Wilhelm Gottlieb Schneider (8 May 1814 – 9 January 1889) was a Silesian-German entomologist, botanist and mycologist. As an entomologist he took a special interest in the Neuroptera and the Odonata. The dragonfly Gomphus schneiderii was named in his honour by Selys in 1840.

== Biography ==
Schneider was born in Breslau, the son of merchant Johann Heinrich Wilhelm Schneider. He graduated from the Maria Magdalena Gymnasium in 1834. At school he was influenced by the Silesian entomologist and teacher Theodor Emil Schummel. At the gymnasium he was taught by the mineralogist Glocker. He joined the University of Breslau to study the natural sciences and here he was influenced by Johann Ludwig Christian Gravenhorst. He then studied entomology and received a doctorate in 1843 with a dissertation titled Monographia generis Rhaphidiae Linnaei. He did not continue his habilitation and therefore did not join as a lecturer at the university but he continued to conduct research. Among his major works was a monograph on the lacewing genus Chrysopa. He also took an interest in minerals and meteorites. He described an iron meteorite found at Seeläsgeu and from 1864 he shifted his focus to fungi. From 1865 to 1887 he edited and distributed the exsiccata work Herbarium schlesischer Pilze.
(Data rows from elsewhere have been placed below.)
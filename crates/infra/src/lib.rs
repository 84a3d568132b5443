//! Infrastructure layer: row stores, repositories, photo storage, config,
//! the application service and scheduled maintenance.

pub mod config;
pub mod maintenance;
pub mod photos;
pub mod repository;
pub mod service;
pub mod sheet;


pub use config::AppConfig;
pub use repository::{Repository, SheetRepository};
pub use service::{InventoryService, ListOptions, PhotoUpload};
pub use sheet::{InMemorySheet, JsonFileSheet, RowStore, SheetError};
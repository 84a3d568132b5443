use std::sync::Arc;

use anyhow::Context;

use medinv_infra::AppConfig;

#[tokio::main]
async fn main() -> anyhow::Result<()> {
    if let Err(e) = dotenvy::dotenv() {
        if !e.not_found() {
            eprintln!("failed to load .env: {e}");
        }
    }
    medinv_observability::init();

    let config = AppConfig::from_env();
    let bind_addr = config.bind_addr.clone();
    let alerts_enabled = config.alerts_enabled;

    let services = Arc::new(
        medinv_api::app::build_services(config).context("failed to open inventory storage")?,
    );

    let runner = if alerts_enabled {
        Some(
            services
                .spawn_calibration_runner()
                .context("failed to start calibration sweep runner")?,
        )
    } else {
        tracing::info!("calibration alerts disabled; sweep runner not started");
        None
    };

    let app = medinv_api::app::build_app(services);

    let listener = tokio::net::TcpListener::bind(&bind_addr)
        .await
        .with_context(|| format!("failed to bind {bind_addr}"))?;

    tracing::info!("listening on {}", listener.local_addr()?);

    axum::serve(listener, app)
        .with_graceful_shutdown(async {
            let _ = tokio::signal::ctrl_c().await;
        })
        .await
        .context("server error")?;

    if let Some(runner) = runner {
        runner.shutdown();
    }
    tracing::info!("shut down");
    Ok(())
}
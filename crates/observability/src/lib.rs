//! Tracing and logging setup shared by binaries and tests.

/// Initialize process-wide tracing/logging.
///
/// This is safe to call multiple times; subsequent calls become no-ops.
pub fn init() {
    tracing::init();
}

/// Tracing configuration (filters, output format).
pub mod tracing;
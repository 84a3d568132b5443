use std::sync::Arc;

use axum::{extract::Extension, http::StatusCode, response::IntoResponse, Json};

use crate::app::errors;
use crate::app::services::AppServices;
use crate::context::ActorContext;

pub async fn health() -> StatusCode {
    StatusCode::OK
}

pub async fn whoami(
    Extension(services): Extension<Arc<AppServices>>,
    Extension(ctx): Extension<ActorContext>,
) -> impl IntoResponse {
    Json(serde_json::json!({
        "email": ctx.actor().email(),
        "name": ctx.actor().display_name(),
        "organization": services.config().organization_name,
    }))
}

/// Read-only consistency report over both tables.
pub async fn integrity(Extension(services): Extension<Arc<AppServices>>) -> axum::response::Response {
    match services.inventory.integrity_check() {
        Ok(report) => (StatusCode::OK, Json(report)).into_response(),
        Err(e) => errors::domain_error_to_response(e),
    }
}
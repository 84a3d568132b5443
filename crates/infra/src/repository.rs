//! Entity repositories over row stores.

use std::marker::PhantomData;
use std::sync::Arc;

use medinv_core::{DomainError, DomainResult, Entity};
use medinv_inventory::{Row, RowCodec};
use tracing::warn;

use crate::sheet::RowStore;

/// CRUD access to one entity table.
pub trait Repository<E: Entity>: Send + Sync {
    fn get_by_id(&self, id: &E::Id) -> DomainResult<Option<E>>;

    /// Every record that decodes; rows that don't are logged and skipped.
    fn get_all(&self) -> DomainResult<Vec<E>>;

    /// `(id, value)` of one column for every non-blank row, read without
    /// decoding the rest of the record.
    fn column_values(&self, column: usize) -> DomainResult<Vec<(String, String)>>;

    fn insert(&self, entity: &E) -> DomainResult<()>;

    /// Overwrite an existing record; `NotFound` when the id is absent.
    fn update(&self, entity: &E) -> DomainResult<()>;

    /// `NotFound` when the id is absent; other rows are left untouched.
    fn delete(&self, id: &E::Id) -> DomainResult<()>;
}

impl<E, R> Repository<E> for Arc<R>
where
    E: Entity,
    R: Repository<E> + ?Sized,
{
    fn get_by_id(&self, id: &E::Id) -> DomainResult<Option<E>> {
        (**self).get_by_id(id)
    }

    fn get_all(&self) -> DomainResult<Vec<E>> {
        (**self).get_all()
    }

    fn column_values(&self, column: usize) -> DomainResult<Vec<(String, String)>> {
        (**self).column_values(column)
    }

    fn insert(&self, entity: &E) -> DomainResult<()> {
        (**self).insert(entity)
    }

    fn update(&self, entity: &E) -> DomainResult<()> {
        (**self).update(entity)
    }

    fn delete(&self, id: &E::Id) -> DomainResult<()> {
        (**self).delete(id)
    }
}

/// Repository that scans a sheet linearly, matching on the first column.
#[derive(Debug)]
pub struct SheetRepository<E, S> {
    sheet: S,
    _entity: PhantomData<fn() -> E>,
}

impl<E, S> SheetRepository<E, S>
where
    E: Entity + RowCodec,
    S: RowStore,
{
    pub fn new(sheet: S) -> Self {
        Self {
            sheet,
            _entity: PhantomData,
        }
    }

    pub fn sheet(&self) -> &S {
        &self.sheet
    }

    fn row_id(row: &Row) -> Option<String> {
        row.first()
            .map(|cell| cell.as_text())
            .filter(|id| !id.is_empty())
    }

    fn row_matches(row: &Row, id: &E::Id) -> bool {
        row.first().is_some_and(|cell| cell.as_text() == id.to_string())
    }

    fn position(&self, id: &E::Id) -> DomainResult<Option<usize>> {
        let rows = self.sheet.rows()?;
        Ok(rows.iter().position(|row| Self::row_matches(row, id)))
    }

    fn not_found(id: &E::Id) -> DomainError {
        DomainError::not_found(format!("{} {id}", E::KIND))
    }
}

impl<E, S> Repository<E> for SheetRepository<E, S>
where
    E: Entity + RowCodec,
    S: RowStore,
{
    fn get_by_id(&self, id: &E::Id) -> DomainResult<Option<E>> {
        let rows = self.sheet.rows()?;
        rows.iter()
            .find(|row| Self::row_matches(row, id))
            .map(|row| E::from_row(row))
            .transpose()
    }

    fn get_all(&self) -> DomainResult<Vec<E>> {
        let mut entities = Vec::new();
        for row in self.sheet.rows()? {
            let Some(id) = Self::row_id(&row) else {
                continue;
            };
            match E::from_row(&row) {
                Ok(entity) => entities.push(entity),
                Err(err) => warn!(
                    sheet = %self.sheet.name(),
                    row_id = %id,
                    error = %err,
                    "skipping undecodable row"
                ),
            }
        }
        Ok(entities)
    }

    fn column_values(&self, column: usize) -> DomainResult<Vec<(String, String)>> {
        Ok(self
            .sheet
            .rows()?
            .iter()
            .filter_map(|row| {
                let id = Self::row_id(row)?;
                let value = row.get(column).map(|cell| cell.as_text()).unwrap_or_default();
                Some((id, value))
            })
            .collect())
    }

    fn insert(&self, entity: &E) -> DomainResult<()> {
        self.sheet.append_row(entity.to_row())?;
        Ok(())
    }

    fn update(&self, entity: &E) -> DomainResult<()> {
        let index = self
            .position(entity.id())?
            .ok_or_else(|| Self::not_found(entity.id()))?;
        self.sheet.set_row(index, entity.to_row())?;
        Ok(())
    }

    fn delete(&self, id: &E::Id) -> DomainResult<()> {
        let index = self.position(id)?.ok_or_else(|| Self::not_found(id))?;
        self.sheet.delete_row(index)?;
        Ok(())
    }
}

#[cfg(test)]
mod tests {
    use super::*;
    use chrono::Utc;
    use medinv_core::{Actor, ItemId};
    use medinv_inventory::{Cell, InventoryItem};

    use crate::sheet::InMemorySheet;

    fn repo() -> SheetRepository<InventoryItem, InMemorySheet> {
        SheetRepository::new(InMemorySheet::new("inventory", InventoryItem::COLUMNS))
    }

    fn item(code: &str) -> InventoryItem {
        InventoryItem::new("Scale", code, "Storage", &Actor::system(), Utc::now())
    }

    #[test]
    fn insert_then_find_by_id() {
        let repo = repo();
        let a = item("EO-AGE-001-0824");
        repo.insert(&a).unwrap();

        assert_eq!(repo.get_by_id(a.id()).unwrap(), Some(a));
        assert_eq!(repo.get_by_id(&ItemId::from("OBJ_missing")).unwrap(), None);
    }

    #[test]
    fn update_overwrites_in_place() {
        let repo = repo();
        let mut a = item("EO-AGE-001-0824");
        let b = item("EO-AGE-002-0824");
        repo.insert(&a).unwrap();
        repo.insert(&b).unwrap();

        a.name = "Renamed".into();
        repo.update(&a).unwrap();

        let all = repo.get_all().unwrap();
        assert_eq!(all[0].name, "Renamed");
        assert_eq!(all[1], b);
    }

    #[test]
    fn update_of_unknown_id_is_not_found() {
        let err = repo().update(&item("EO-AGE-001-0824")).unwrap_err();
        assert!(matches!(err, DomainError::NotFound(_)));
    }

    #[test]
    fn delete_missing_id_leaves_rows_unchanged() {
        let repo = repo();
        repo.insert(&item("EO-AGE-001-0824")).unwrap();
        let before = repo.sheet().rows().unwrap();

        let err = repo.delete(&ItemId::from("OBJ_missing")).unwrap_err();
        assert_eq!(err.to_string(), "item OBJ_missing not found");
        assert_eq!(repo.sheet().rows().unwrap(), before);
    }

    #[test]
    fn blank_rows_are_skipped() {
        let repo = repo();
        repo.insert(&item("EO-AGE-001-0824")).unwrap();
        repo.sheet().append_row(vec![Cell::Empty; 15]).unwrap();
        assert_eq!(repo.get_all().unwrap().len(), 1);
    }

    fn legacy_row(id: &str, code: &str) -> Row {
        let mut row = item(code).to_row();
        row[0] = Cell::text(id);
        row[4] = Cell::text("Disponible");
        row
    }

    #[test]
    fn undecodable_rows_are_skipped_by_scans() {
        let repo = repo();
        let good = item("EO-AGE-001-0824");
        repo.insert(&good).unwrap();
        repo.sheet().append_row(legacy_row("OBJ_legacy", "EO-AGE-002-0824")).unwrap();

        assert_eq!(repo.get_all().unwrap(), vec![good.clone()]);
        assert_eq!(repo.get_by_id(good.id()).unwrap(), Some(good));
        assert!(repo.get_by_id(&ItemId::from("OBJ_legacy")).is_err());
    }

    #[test]
    fn column_values_do_not_decode_rows() {
        let repo = repo();
        repo.insert(&item("EO-AGE-001-0824")).unwrap();
        repo.sheet().append_row(legacy_row("OBJ_legacy", "EO-AGE-002-0824")).unwrap();
        repo.sheet().append_row(vec![Cell::Empty; 15]).unwrap();

        let codes: Vec<String> = repo
            .column_values(InventoryItem::CODE_COLUMN)
            .unwrap()
            .into_iter()
            .map(|(_, code)| code)
            .collect();
        assert_eq!(codes, vec!["EO-AGE-001-0824", "EO-AGE-002-0824"]);
    }
}
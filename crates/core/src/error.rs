//! Domain error model.

use thiserror::Error;

/// Result type used across the domain layer.
pub type DomainResult<T> = Result<T, DomainError>;

/// Domain-level error.
///
/// Every failure of the inventory core maps onto one of these kinds. Messages
/// are surfaced to callers as-is, so keep them human-readable.
#[derive(Debug, Error, Clone, PartialEq, Eq)]
pub enum DomainError {
    /// One or more fields failed validation. Messages are kept in field order.
    #[error("{}", .0.join(", "))]
    Validation(Vec<String>),

    /// Another record already uses this inventory code.
    #[error("an item with inventory code {0} already exists")]
    DuplicateCode(String),

    /// A referenced record could not be resolved.
    #[error("{0} not found")]
    NotFound(String),

    /// The backing row store failed (I/O, decoding, poisoned lock).
    #[error("storage error: {0}")]
    Storage(String),
}

impl DomainError {
    pub fn validation(msg: impl Into<String>) -> Self {
        Self::Validation(vec![msg.into()])
    }

    /// Build a validation error from a list of messages.
    ///
    /// Returns `Ok(())` when the list is empty so callers can collect first and
    /// decide afterwards.
    pub fn check(messages: Vec<String>) -> DomainResult<()> {
        if messages.is_empty() {
            Ok(())
        } else {
            Err(Self::Validation(messages))
        }
    }

    pub fn duplicate_code(code: impl Into<String>) -> Self {
        Self::DuplicateCode(code.into())
    }

    pub fn not_found(what: impl Into<String>) -> Self {
        Self::NotFound(what.into())
    }

    pub fn storage(msg: impl Into<String>) -> Self {
        Self::Storage(msg.into())
    }

    /// Stable machine-readable kind, used in logs and HTTP mapping.
    pub fn kind(&self) -> &'static str {
        match self {
            DomainError::Validation(_) => "validation_error",
            DomainError::DuplicateCode(_) => "duplicate_code",
            DomainError::NotFound(_) => "not_found",
            DomainError::Storage(_) => "storage_error",
        }
    }
}
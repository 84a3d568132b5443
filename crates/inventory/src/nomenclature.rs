//! Equipment-type catalogue and inventory-code naming rules.

use serde::Serialize;

/// One equipment family and its code prefix.
#[derive(Debug, Clone, Copy, PartialEq, Eq, Serialize)]
pub struct EquipmentType {
    pub prefix: &'static str,
    pub name: &'static str,
    pub description: &'static str,
    /// Number of printed code stickers available for the family.
    pub sticker_count: u32,
    pub requires_serial: bool,
    pub requires_calibration: bool,
}

pub const EQUIPMENT_TYPES: &[EquipmentType] = &[
    EquipmentType {
        prefix: "EM-AGE",
        name: "Medical equipment",
        description: "Diagnostic and treatment equipment",
        sticker_count: 500,
        requires_serial: true,
        requires_calibration: true,
    },
    EquipmentType {
        prefix: "EO-AGE",
        name: "Office equipment",
        description: "Computers and office devices",
        sticker_count: 500,
        requires_serial: true,
        requires_calibration: false,
    },
    EquipmentType {
        prefix: "A-AGE",
        name: "Accessories",
        description: "Accessories and add-ons",
        sticker_count: 500,
        requires_serial: false,
        requires_calibration: false,
    },
    EquipmentType {
        prefix: "EQUI-AGE",
        name: "Emergency equipment",
        description: "Equipment for emergency situations",
        sticker_count: 200,
        requires_serial: true,
        requires_calibration: true,
    },
    EquipmentType {
        prefix: "CAF-AGE",
        name: "Cafeteria",
        description: "Cafeteria appliances and utensils",
        sticker_count: 100,
        requires_serial: false,
        requires_calibration: false,
    },
    EquipmentType {
        prefix: "HERR-AGE",
        name: "Tools",
        description: "Maintenance and repair tools",
        sticker_count: 200,
        requires_serial: false,
        requires_calibration: false,
    },
    EquipmentType {
        prefix: "ARCH-AGE",
        name: "Archive",
        description: "Filing equipment and furniture",
        sticker_count: 100,
        requires_serial: false,
        requires_calibration: false,
    },
];

/// Equipment type of a normalized inventory code, if its prefix is known.
pub fn equipment_type_for(code: &str) -> Option<&'static EquipmentType> {
    let mut parts = code.splitn(3, '-');
    let family = parts.next()?;
    let age = parts.next()?;
    let prefix = format!("{family}-{age}");
    EQUIPMENT_TYPES.iter().find(|t| t.prefix == prefix)
}

/// Naming guide served to users.
#[derive(Debug, Clone, PartialEq, Eq, Serialize)]
pub struct NomenclatureRules {
    pub equipment_types: &'static [EquipmentType],
    pub format: &'static str,
    pub examples: &'static [&'static str],
    pub notes: &'static [&'static str],
}

pub fn rules() -> NomenclatureRules {
    NomenclatureRules {
        equipment_types: EQUIPMENT_TYPES,
        format: "{TYPE}-{SEQ}-{MM}{YY}",
        examples: &[
            "EM-AGE-001-0821 (medical equipment #1, August 2021)",
            "EO-AGE-025-1223 (office equipment #25, December 2023)",
            "A-AGE-150-0324 (accessory #150, March 2024)",
        ],
        notes: &[
            "Always use uppercase",
            "Sequence number has 3 digits (001, 002, ...)",
            "Month has 2 digits (01-12)",
            "Year has 2 digits (21, 22, 23, ...)",
        ],
    }
}

#[cfg(test)]
mod tests {
    use super::*;
    use medinv_core::validation::validate_inventory_code;

    #[test]
    fn known_prefixes_resolve() {
        assert_eq!(equipment_type_for("EM-AGE-001-0824").map(|t| t.name), Some("Medical equipment"));
        assert_eq!(equipment_type_for("HERR-AGE-010-0124").map(|t| t.sticker_count), Some(200));
        assert!(equipment_type_for("ZZ-AGE-001-0824").is_none());
        assert!(equipment_type_for("EM").is_none());
    }

    #[test]
    fn examples_follow_the_code_pattern() {
        for example in rules().examples {
            let code = example.split_whitespace().next().unwrap();
            assert!(validate_inventory_code(code).is_ok(), "{code}");
        }
    }
}
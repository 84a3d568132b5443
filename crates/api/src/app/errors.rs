use axum::http::StatusCode;
use axum::response::IntoResponse;
use chrono::{DateTime, Utc};
use serde_json::{json, Value};
use tracing::{error, warn};

use medinv_core::DomainError;

/// Correlation code attached to every failure: `ERR_<millis>_<5 chars>`.
pub fn error_code(now: DateTime<Utc>) -> String {
    let suffix: String = uuid::Uuid::new_v4()
        .simple()
        .to_string()
        .chars()
        .take(5)
        .collect::<String>()
        .to_ascii_uppercase();
    format!("ERR_{}_{suffix}", now.timestamp_millis())
}

/// Failure envelope: `{ success: false, message, error_code, timestamp }`.
pub fn failure(status: StatusCode, message: impl Into<String>) -> axum::response::Response {
    let now = Utc::now();
    (
        status,
        axum::Json(json!({
            "success": false,
            "message": message.into(),
            "error_code": error_code(now),
            "timestamp": now.to_rfc3339(),
        })),
    )
        .into_response()
}

/// Success envelope; the fields of `data` are merged into the top level.
pub fn success(message: impl Into<String>, data: Value) -> axum::response::Response {
    let mut body = json!({
        "success": true,
        "message": message.into(),
    });
    if let (Some(obj), Value::Object(extra)) = (body.as_object_mut(), data) {
        obj.extend(extra);
    }
    (StatusCode::OK, axum::Json(body)).into_response()
}

pub fn status_for(err: &DomainError) -> StatusCode {
    match err {
        DomainError::Validation(_) => StatusCode::BAD_REQUEST,
        DomainError::DuplicateCode(_) => StatusCode::CONFLICT,
        DomainError::NotFound(_) => StatusCode::NOT_FOUND,
        DomainError::Storage(_) => StatusCode::INTERNAL_SERVER_ERROR,
    }
}

pub fn domain_error_to_response(err: DomainError) -> axum::response::Response {
    let status = status_for(&err);
    if status.is_server_error() {
        error!(kind = err.kind(), error = %err, "request failed");
    } else {
        warn!(kind = err.kind(), error = %err, "request rejected");
    }
    failure(status, err.to_string())
}

#[cfg(test)]
mod tests {
    use super::*;

    #[test]
    fn error_code_has_expected_shape() {
        let now = Utc::now();
        let code = error_code(now);
        let parts: Vec<&str> = code.split('_').collect();
        assert_eq!(parts.len(), 3);
        assert_eq!(parts[0], "ERR");
        assert_eq!(parts[1], now.timestamp_millis().to_string());
        assert_eq!(parts[2].len(), 5);
        assert!(parts[2].chars().all(|c| c.is_ascii_alphanumeric()));
    }

    #[test]
    fn domain_errors_map_to_statuses() {
        assert_eq!(status_for(&DomainError::validation("x")), StatusCode::BAD_REQUEST);
        assert_eq!(status_for(&DomainError::duplicate_code("EM-AGE-001-0824")), StatusCode::CONFLICT);
        assert_eq!(status_for(&DomainError::not_found("item")), StatusCode::NOT_FOUND);
        assert_eq!(status_for(&DomainError::storage("disk")), StatusCode::INTERNAL_SERVER_ERROR);
    }
}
Schneider encouraged other Silesian botanists to collect including Gerhardt in Liegnitz, Cantor Dressier in Löwenberg, and Zimmermann in Striegau. He then compiled a work on the Silesian Phycomecetes around 1869. He described several new species including Synchylrium viride (Schn. 1871), Melanotaenium caulium (Schn. 1871), Thecaphora ajfinis (Schn. 1874), and Puccinia sessilis (Schn. 1869). A species of rust found on Thymus chamaedrys was named as Puccinia Schneideri. He was a member of the Silesian entomological society from 1878.